Sinner infuriato con Federica Pellegrini: “Cosa penso di lei”

Jannik Sinner non tende la mano, non chiarisce, non ricuce. Nell’intervista al Tg1, il numero uno del tennis mondiale risponde alle insinuazioni che gli sono piovute addosso durante i mesi bui del caso doping. E lo fa con parole affilate, che hanno il peso e il sapore di un attacco diretto. “Ognuno è libero di dire quel che vuole”, esordisce. Poi cala il gelo: “L’importante è che io so cosa è successo. Non auguro a nessuno di vivere da innocente una cosa del genere”.

Non serve nemmeno nominarla. Il bersaglio è Federica Pellegrini, e lo sanno tutti. Le sue dichiarazioni sul presunto “trattamento speciale” riservato a Sinner vengono seppellite sotto una replica che non lascia spazio a equivoci. Il campione non si difende: colpisce. Le parole della Divina non solo lo hanno ferito, ma umiliato pubblicamente in uno dei momenti più difficili della sua carriera. E oggi risponde con la freddezza di chi non ha alcuna intenzione di perdonare.

Sinner racconta il suo calvario con lucidità, ma senza nascondere la rabbia. “Sì, ho pensato di mollare tutto. Prima dell’Australian Open non ero felice. Sapevo che quel caso era ancora lì, pesante, aperto”. L’atmosfera era diventata tossica. “Nello spogliatoio, a tavola, ovunque… i giocatori mi guardavano in modo diverso. Non mi sentivo più me stesso”. E non è stato solo un disagio personale: è stato l’isolamento di un uomo marchiato da un sospetto.
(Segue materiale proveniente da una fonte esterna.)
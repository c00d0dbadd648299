mod email;
mod problem;
mod reverse;

use crate::TransformResult;

/// Note shown when the input is empty or whitespace-only.
pub const PROMPT_NOTE: &str = "Please enter something to transform.";

/// Note shown when the privacy gate refuses an email-like input.
pub const PRIVACY_NOTE: &str =
    "Privacy: detected an email-like string. This local-only tool won't transmit it.";

/// Note attached to problem-statement summaries.
pub const SUGGESTIONS_NOTE: &str = "Generated local suggestions";

/// Note rendered by callers when a transformer fails outright.
pub const ERROR_NOTE: &str = "Error processing input";

/// Seam between the rule engine and its callers.
///
/// [`apply`] itself is infallible, but call sites must tolerate a fallible
/// (or remote/asynchronous) transformer: map `Err` to [`ERROR_NOTE`] and
/// record nothing.
pub trait Transform {
    /// # Errors
    /// Implementations other than [`LocalTransform`] may fail; the local
    /// rule engine never does.
    fn transform(&self, input: &str) -> anyhow::Result<TransformResult>;
}

/// The built-in deterministic rule engine.
#[derive(Debug, Clone, Copy, Default)]
pub struct LocalTransform;

impl Transform for LocalTransform {
    fn transform(&self, input: &str) -> anyhow::Result<TransformResult> {
        Ok(apply(input))
    }
}

/// Apply the transform rules to `input`.
///
/// Rule order:
///
/// ```text
/// 1. empty / whitespace-only  — prompt note, no output
/// 2. email gate               — privacy refusal, wins over everything below
/// 3. problem statement        — keyword + length heuristic, summary + suggestions
/// 4. default                  — reverse whitespace-separated words
/// ```
///
/// Total over all string inputs: always returns a well-formed result and
/// never panics.
pub fn apply(input: &str) -> TransformResult {
    let trimmed = input.trim();
    if trimmed.is_empty() {
        return TransformResult {
            output: String::new(),
            note: PROMPT_NOTE.to_owned(),
        };
    }

    if email::contains_email(trimmed) {
        return TransformResult {
            output: String::new(),
            note: PRIVACY_NOTE.to_owned(),
        };
    }

    if problem::is_problem_statement(trimmed) {
        return problem::summarize(trimmed);
    }

    reverse::apply(trimmed)
}

#[cfg(test)]
mod tests_problem;
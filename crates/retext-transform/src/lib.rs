pub mod transform;

/// The result of one transform invocation.
///
/// This struct contains only presentation data — it carries no history
/// metadata (timestamps and input echoes live in retext-cli's `history`
/// module).
#[derive(Debug, Clone, PartialEq, Eq, serde::Serialize)]
pub struct TransformResult {
    pub output: String,
    pub note: String,
}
Non era il tennis a fare male, ma lo sguardo degli altri. “Ero uno che scherzava con tutti. Poi ho detto: stacco un po’, magari mi fa bene”. La decisione di non giocare a Rotterdam nasce da lì, da una voglia che si era spenta sotto il peso del giudizio altrui, amplificato da chi, come Pellegrini, ha scelto di metterlo in discussione davanti all’Italia intera.

“Tre mesi sono troppi. E senza colpa”
La ricostruzione è chiara. “Quando ho saputo delle tracce di clostebol, non capivo. Non sapevo nulla. Abbiamo cercato subito di capire, poi abbiamo deciso con l’avvocato di accettare”. Una scelta dolorosa, ma inevitabile, di fronte alla prospettiva di uno scontro legale senza fine. “Ho sempre pensato: non ho fatto nulla. E allora perché dovevo pagare?”.

Una domanda che brucia ancora. “Tre mesi sono troppi, soprattutto per chi è innocente”. E qui torna la polemica, quella vera, quella non detta ma che trasuda da ogni parola. Perché chi lo ha giudicato senza conoscere i fatti, chi ha insinuato pubblicamente dubbi sulla sua correttezza, si è preso il lusso di parlare da un piedistallo, mentre lui stava affondando. E Sinner non glielo perdona.

Il campione ha spiegato che, nonostante abbiano identificato rapidamente la fonte della contaminazione, accettare la squalifica non è stato facile. “Avevo la testa piena di domande: se non ho fatto nulla, perché devo pagare? Ma dopo un confronto concreto con l’avvocato, abbiamo deciso di andare verso l’accordo. È stato un anno durissimo”.

“Ho ritrovato la forza grazie alla mia bolla”
Infine, Sinner ha parlato del suo ritorno in campo: “In campo non mi sentivo più io, e allenarsi ogni giorno senza divertirsi è devastante. Ma ho avuto la fortuna di avere accanto persone che mi hanno creduto, che mi hanno protetto, e con loro ho creato una bolla dove nessuno poteva entrare. Da lì ho ricominciato, con l’obiettivo dei Grand Slam, perché so che ho ancora tanto da dare”.